(director: Graeme Campbell; screenwriter: Tex Fuller; cinematographer: Ludek Bogner; editor: Michael McMahon; music: Mychael Danna; cast: Henry Thomas (Billy Isaacs), James Wilder (Carl Isaacs), Stephen Shellen (Wayne Coleman), Errol Slue (George Dungee), Susan Bayliss (Mary Alday), Roger Barnes (Jerry Alday), Warren Van Evera (Ned Alday), David MacKay (Jimmy Alday, brother), John Fox (Aubrey), Peter Faussett (Richard); Runtime: 83; MPAA Rating: R; producer: Nicolas Stiliadis; Miramax; 1988)


Reviewed by Dennis Schwartz

It’s a true story crime drama based on the 1973 Alday family slayings, where six of the family members were brutally killed in southwest Georgia.

It istold through the eyes of the 15-year-old Billy Isaacs (Henry Thomas), one of the gang members who was the brother of the psychopath killer gang leader.

In May of 1973, Carl Isaacs (James Wilder) escapes from a minimum-security prison in Maryland.

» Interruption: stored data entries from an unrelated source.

//! The storage trait all Shelf backends implement.

use std::sync::Arc;

use async_trait::async_trait;
use serde::{Deserialize, Serialize};

use shelf_core::{Fields, Record, Result, Schema};

/// How `update` treats attributes absent from the payload.
#[derive(Debug, Clone, Copy, PartialEq, Eq, Serialize, Deserialize)]
#[serde(rename_all = "lowercase")]
pub enum UpdateMode {
    /// Full-replace: every schema field is rewritten, taking the payload
    /// value when supplied and falling back to the record's current value
    /// (or the declared default) when absent. The record comes out
    /// normalized to schema field order.
    Replace,
    /// Partial-merge: only the supplied fields change; everything else is
    /// left byte-for-byte untouched.
    Merge,
}

/// The contract every Shelf store backend implements.
///
/// A store owns its record collection outright: callers get clones, never
/// references into live state. Implementations must be thread-safe
/// (`Send + Sync`), and every mutation must be atomic with respect to id
/// assignment — no interleaving may observe `next_id` between its read and
/// increment.
///
/// # Example
///
/// ```ignore
/// use shelf_storage::{DynStore, UpdateMode};
///
/// async fn finish(store: &DynStore, id: u64) -> shelf_core::Result<()> {
///     let mut patch = shelf_core::Fields::new();
///     patch.insert("done".into(), serde_json::json!(true));
///     store.update(id, &patch, UpdateMode::Merge).await?;
///     Ok(())
/// }
/// ```
#[async_trait]
pub trait ResourceStore: Send + Sync {
    /// The schema this store validates payloads against.
    fn schema(&self) -> &Schema;

    /// Returns all records in insertion order. Never fails.
    async fn list(&self) -> Vec<Record>;

    /// Looks up a record by exact id.
    ///
    /// # Errors
    ///
    /// Returns `StoreError::NotFound` if no record has the id.
    async fn get(&self, id: u64) -> Result<Record>;

    /// Validates the payload, assigns the next id, and appends the record.
    ///
    /// # Errors
    ///
    /// Returns `StoreError::Validation` if the payload fails the schema;
    /// the store is unchanged in that case.
    async fn create(&self, fields: &Fields) -> Result<Record>;

    /// Applies a validated payload to an existing record.
    ///
    /// # Errors
    ///
    /// Returns `StoreError::NotFound` if no record has the id, or
    /// `StoreError::Validation` for an empty or schema-invalid payload.
    /// The existence check runs first, so a missing id reports `NotFound`
    /// even when the payload would not validate. Validation completes
    /// before any field is applied.
    async fn update(&self, id: u64, fields: &Fields, mode: UpdateMode) -> Result<Record>;

    /// Removes the record with the given id.
    ///
    /// # Errors
    ///
    /// Returns `StoreError::NotFound` if no record has the id — deletion is
    /// never a silent no-op.
    async fn delete(&self, id: u64) -> Result<()>;

    /// Number of records currently held.
    async fn count(&self) -> usize;

    /// Whether a record with the given id exists.
    async fn exists(&self, id: u64) -> bool;
}

/// Type alias for a shareable store instance.
pub type DynStore = Arc<dyn ResourceStore>;
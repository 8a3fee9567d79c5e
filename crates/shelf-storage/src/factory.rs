use std::sync::Arc;

use serde::{Deserialize, Serialize};

use shelf_core::{Record, Result, Schema};

use crate::memory::MemoryStore;
use crate::store::DynStore;

/// Supported store backend types.
///
/// Only the in-memory backend exists today; the enum keeps the config format
/// stable if a persistent backend is ever added.
#[derive(Debug, Clone, Copy, PartialEq, Eq, Default, Serialize, Deserialize)]
#[serde(rename_all = "lowercase")]
pub enum StoreBackend {
    #[default]
    Memory,
}

/// Factory configuration to construct a store instance.
///
/// Deserializable from TOML, e.g.:
///
/// ```toml
/// backend = "memory"
///
/// [schema]
/// resource_type = "todo"
///
/// [[schema.fields]]
/// name = "task"
/// kind = "text"
/// required = true
///
/// [[seed]]
/// id = 1
/// task = "Learn X"
/// ```
#[derive(Debug, Clone, Serialize, Deserialize)]
pub struct StoreConfig {
    #[serde(default)]
    pub backend: StoreBackend,
    pub schema: Schema,
    #[serde(default)]
    pub seed: Vec<Record>,
}

impl StoreConfig {
    /// Creates a config for an unseeded in-memory store.
    pub fn new(schema: Schema) -> Self {
        Self {
            backend: StoreBackend::default(),
            schema,
            seed: Vec::new(),
        }
    }

    /// Builder-style seed records.
    #[must_use]
    pub fn with_seed(mut self, seed: Vec<Record>) -> Self {
        self.seed = seed;
        self
    }
}

/// Create a store instance based on the provided configuration.
///
/// # Errors
///
/// Returns `StoreError::Validation` or `StoreError::Conflict` when the seed
/// records fail the schema or carry duplicate ids.
pub fn create_store(config: &StoreConfig) -> Result<DynStore> {
    match config.backend {
        StoreBackend::Memory => {
            let store = if config.seed.is_empty() {
                MemoryStore::new(config.schema.clone())
            } else {
                MemoryStore::with_seed(config.schema.clone(), config.seed.clone())?
            };
            Ok(Arc::new(store))
        }
    }
}

#[cfg(test)]
mod tests {
    use super::*;
    use serde_json::json;
    use shelf_core::{FieldKind, FieldSpec};

    fn todo_schema() -> Schema {
        Schema::new("todo")
            .with_field(FieldSpec::required("task", FieldKind::Text))
            .with_field(FieldSpec::optional("done", FieldKind::Flag, json!(false)))
    }

    #[tokio::test]
    async fn test_create_store_empty() {
        let store = create_store(&StoreConfig::new(todo_schema())).unwrap();
        assert_eq!(store.count().await, 0);
    }

    #[tokio::test]
    async fn test_create_store_with_seed() {
        let config = StoreConfig::new(todo_schema())
            .with_seed(vec![Record::new(4).with_field("task", json!("A"))]);

        let store = create_store(&config).unwrap();
        assert_eq!(store.count().await, 1);
        assert!(store.exists(4).await);
    }

    #[tokio::test]
    async fn test_create_store_rejects_bad_seed() {
        let config = StoreConfig::new(todo_schema()).with_seed(vec![Record::new(1)]);
        assert!(create_store(&config).is_err());
    }

    #[tokio::test]
    async fn test_config_from_toml() {
        let toml = r#"
            backend = "memory"

            [schema]
            resource_type = "todo"

            [[schema.fields]]
            name = "task"
            kind = "text"
            required = true

            [[schema.fields]]
            name = "done"
            kind = "flag"
            default = false

            [[seed]]
            id = 1
            task = "Learn X"

            [[seed]]
            id = 2
            task = "Build Y"
        "#;

        let config: StoreConfig = toml::from_str(toml).unwrap();
        assert_eq!(config.backend, StoreBackend::Memory);
        assert_eq!(config.schema, todo_schema());

        let store = create_store(&config).unwrap();
        assert_eq!(store.count().await, 2);
        let record = store.get(2).await.unwrap();
        assert_eq!(record.get_field("task"), Some(&json!("Build Y")));
        assert_eq!(record.get_field("done"), Some(&json!(false)));
    }
}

He’s accompanied by brother Billy, his half-brother Wayne Coleman (Stephen Shellen) and the retarded 36-year-old black man George Dungee (Errol Slue). After destroying the brother’s hated uncle’s home and abducting and killing a man in Pennsylvania (Peter Faussett), the gang drives to Georgia. There they burglarize a trailer belonging to Jerry and Mary Alday (Roger Barnes & Susan Bayliss). In cold-blood Carl kills Jerry and his father Ned (Warren Van Evera). He then kills Jerry’s two brothers and his uncle Aubrey (John Fox). Coleman and Carl then rape the pregnant Mary, and she’s murdered in the woods by Dungee. The gang was arrested a few days later in West Virginia.

Billy testified against the gang and received a reduced sentence of 40 years, in a plea bargain deal. He was paroled in 1994. Director Graeme Campbell(“Everest”/”Going For Broke”/”Be My Valentine”) provides in a stark chilling manner a detailed account of the killers on their 13-day bloody crime spree. To say the least, the gruesome film is disturbing. Maybe even pathological. It channels all the bad vibes of a film like In Cold Blood, but its film-making is flat and never can bring art to its gory tale.

During the crime spree, Billy listened to Patsy Cline sing Crazy.

I didn’t think the film, told through the eyes of an unsympathetic gang member, gave enough sympathy to the murdered Alday family, who lost five men and a pregnant women in this senseless crime. The surviving family suffered long after the tragedy, as they had no men to work the farm. Meanwhile the unrepentant monster, Carl Isaacs, kept filing appeals based on technicalities until finally after a retrial was executed in 2003. Coleman and Dupree are serving life sentences. That the monster escaped his death sentence for such a long time, only showed the justice system didn’t work for the victims.

I doubt if there’s a wide audience willing to sit through this bloody horror story. I don’t recommend it.